C'est justement la faiblesse de perception d'une grande partie de la population qui explique cette myopie sur le nucléaire, et aussi la puissance de l'arme chimique.

Lorsqu'il s'agit de frapper de terreur, il faut frapper une psychologie, or la plupart des gens ne sont pas intellectuels. Adolf Hitler l'avait bien expliqué, la masse n'est pas faite de professeurs et de diplomates, c'est donc par l'émotion qu'il faut la toucher.

Les effets de l'arme nucléaire sont trop complexes à comprendre pour la plupart des gens, il faut avoir une formation disons de Terminale S pour commencer à en saisir les effets, notamment parce que cela implique de visualiser de grands nombres, au sens mathématique. Il n'y a quasiment plus de films montrant l'usage de l'arme atomique, dans un des derniers en date (“La Somme de Toutes les Peurs”, seize ans déjà) c'est justement une très très grosse bombe et rien d'autre.

Les films comme “Threads” (le documentaire-fiction de 1984 qui explique le mieux les effets d'un échange nucléaire) ou, justement plus dans le registre de l'émotion, “Testament”, sont inconnus du public. Le nucléaire n'est pas une arme parlante.

Elle l'était jusqu'à l'effondrement du Mur de Berlin parce qu'il y avait encore des gens qui pouvaient parler des bombardements de la Seconde Guerre Mondiale, c'est une expérience qui a totalement disparu de la connaissance collective.

Notre civilisation étant celle d'une immense banlieue, généralement pavillonnaire pour ceux qui s'intéressent encore un peu à la chose militaire, la bombe atomique apparaît ici comme trop ponctuelle, concernant des centre-villes (des “villes-centres”) qui sont pour l'essentiel muséifiés, un vaste centre commercial appelé zone piétonne entouré de ghettos ethniques. En gros, la bombe c'est pas mon problème, et le Fallout ben c'est le nom d'un jeu post-apocalyptique où les mutants ont trois bras (ou plus, si affinités).

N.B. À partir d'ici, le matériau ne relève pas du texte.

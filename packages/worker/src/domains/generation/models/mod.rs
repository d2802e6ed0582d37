pub mod job;
pub mod notification;
pub mod question;
pub mod source_document;
pub mod taxonomy;

pub use job::*;
pub use notification::*;
pub use question::*;
pub use source_document::*;
pub use taxonomy::FALLBACK_NAME;
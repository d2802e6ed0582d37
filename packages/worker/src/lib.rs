pub mod config;
pub mod domains;
pub mod kernel;
pub mod server;

pub use config::*;
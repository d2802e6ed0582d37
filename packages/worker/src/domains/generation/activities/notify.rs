//! Completion and failure notices for the job's owner.

use serde_json::json;
use tracing::warn;
use uuid::Uuid;

use super::generate_batch::DocumentExcerpt;
use crate::domains::generation::error::PersistenceError;
use crate::domains::generation::models::{
    GenerationJob, JobProgress, JobStatus, NewNotification, GENERATION_CATEGORY,
};
use crate::kernel::WorkerDeps;

pub fn completion_notice(
    job: &GenerationJob,
    context_id: Uuid,
    progress: &JobProgress,
    requested: u32,
    document: Option<&DocumentExcerpt>,
) -> NewNotification {
    NewNotification {
        user_email: job.user_email.clone(),
        category: GENERATION_CATEGORY.to_string(),
        title: "Questions generated".to_string(),
        message: match document {
            Some(document) => format!(
                "{} of {} questions were generated from {}",
                progress.questions_generated, requested, document.file_name
            ),
            None => format!(
                "{} of {} questions were generated",
                progress.questions_generated, requested
            ),
        },
        link: Some(format!("/questions?context={}", context_id)),
        icon: Some("check-circle".to_string()),
        metadata: json!({
            "job_id": job.id,
            "status": JobStatus::Completed,
            "question_ids": progress.question_ids,
            "context_id": context_id,
            "document_name": document.map(|d| d.file_name.as_str()),
        }),
    }
}

pub fn failure_notice(job: &GenerationJob, error: &str) -> NewNotification {
    NewNotification {
        user_email: job.user_email.clone(),
        category: GENERATION_CATEGORY.to_string(),
        title: "Question generation failed".to_string(),
        message: format!("An error occurred: {}", error),
        link: None,
        icon: Some("alert-circle".to_string()),
        metadata: json!({
            "job_id": job.id,
            "status": JobStatus::Failed,
            "error": error,
        }),
    }
}

/// Returns whether the notice was stored. Failures are logged only.
pub async fn send_notification(notice: NewNotification, deps: &WorkerDeps) -> bool {
    match deps.notifications.insert(&notice).await {
        Ok(_) => true,
        Err(e) => {
            let err = PersistenceError::Notification(e.to_string());
            warn!(user = %notice.user_email, error = %err, "Notification not delivered");
            false
        }
    }
}

#[cfg(test)]
mod tests {
    use super::*;
    use crate::domains::generation::models::JobConfig;

    #[test]
    fn completion_notice_reports_counts_and_links_context() {
        let context_id = Uuid::new_v4();
        let job = GenerationJob::pending(
            "ana@example.com",
            JobConfig {
                context_id: Some(context_id),
                ..Default::default()
            },
        );
        let ids: Vec<Uuid> = (0..7).map(|_| Uuid::new_v4()).collect();
        let progress = JobProgress::from_ids(&ids, 10);

        let notice = completion_notice(&job, context_id, &progress, 10, None);

        assert_eq!(notice.message, "7 of 10 questions were generated");
        assert_eq!(notice.link, Some(format!("/questions?context={}", context_id)));
        assert_eq!(notice.category, GENERATION_CATEGORY);
        assert_eq!(notice.metadata["status"], "completed");
        assert_eq!(notice.metadata["question_ids"].as_array().unwrap().len(), 7);
        assert!(notice.metadata["document_name"].is_null());
    }

    #[test]
    fn failure_notice_carries_the_error() {
        let job = GenerationJob::pending("ana@example.com", JobConfig::default());
        let notice = failure_notice(&job, "job configuration has no context_id");

        assert_eq!(notice.title, "Question generation failed");
        assert_eq!(
            notice.message,
            "An error occurred: job configuration has no context_id"
        );
        assert_eq!(notice.metadata["status"], "failed");
        assert_eq!(notice.link, None);
    }
}
use axum::{extract::Extension, http::StatusCode, Json};

use crate::domains::generation::PassSummary;
use crate::server::app::AppState;

/// Run one generation pass and report what it did.
///
/// Job failures are part of a successful pass; 500 means the pass itself
/// could not poll the queue.
pub async fn run_pass_handler(
    Extension(state): Extension<AppState>,
) -> (StatusCode, Json<PassSummary>) {
    let summary = state.pass.run().await;

    let status_code = if summary.success {
        StatusCode::OK
    } else {
        StatusCode::INTERNAL_SERVER_ERROR
    };

    (status_code, Json(summary))
}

Le chimique, lui, c'est dramatique, la caméra est proche des visages, il y a des chtites nenfants qui crient, ou même des cadavres de chtites nenfants, c'est encore mieux-pire.

Le problème c'est que les élites ne sont pas intellectuelles, elles aussi souffrent de la pauvreté de la perception générale de ces armes très technologiques qui n'intéressent que les “geeks”. C'est comme cela que l'on perd les guerres.

La défaite de l'Allemagne nazie c'est l'étroitesse conceptuelle des élites fermées adeptes d'un “groupthink” de classe, à tel point qu'il fallait que ce soit Speer, un architecte urbaniste de la classe moyenne qui reprenne les commandes de son économie de guerre. On peut affirmer exactement la même chose d'Eisenhower, lui aussi technicien et lui aussi issu de la classe moyenne.

Il faudrait que l'on étudie la psychologie de nos élites par rapport à la chose militaire. Il me semble que les élites sont adeptes de l'idée d'un “grand coup”, d'une seule bataille décisive, là où les techniciens concoivent plutôt des chaînes d'événements, incluant aussi des moments de calme et des replis, ainsi qu'un apprentissage permanent et un sévère examen critique de soi (je trouve que la notion d'échelle opérationnelle, située entre le stratégique et le tactique, exprime bien cette technicité-là).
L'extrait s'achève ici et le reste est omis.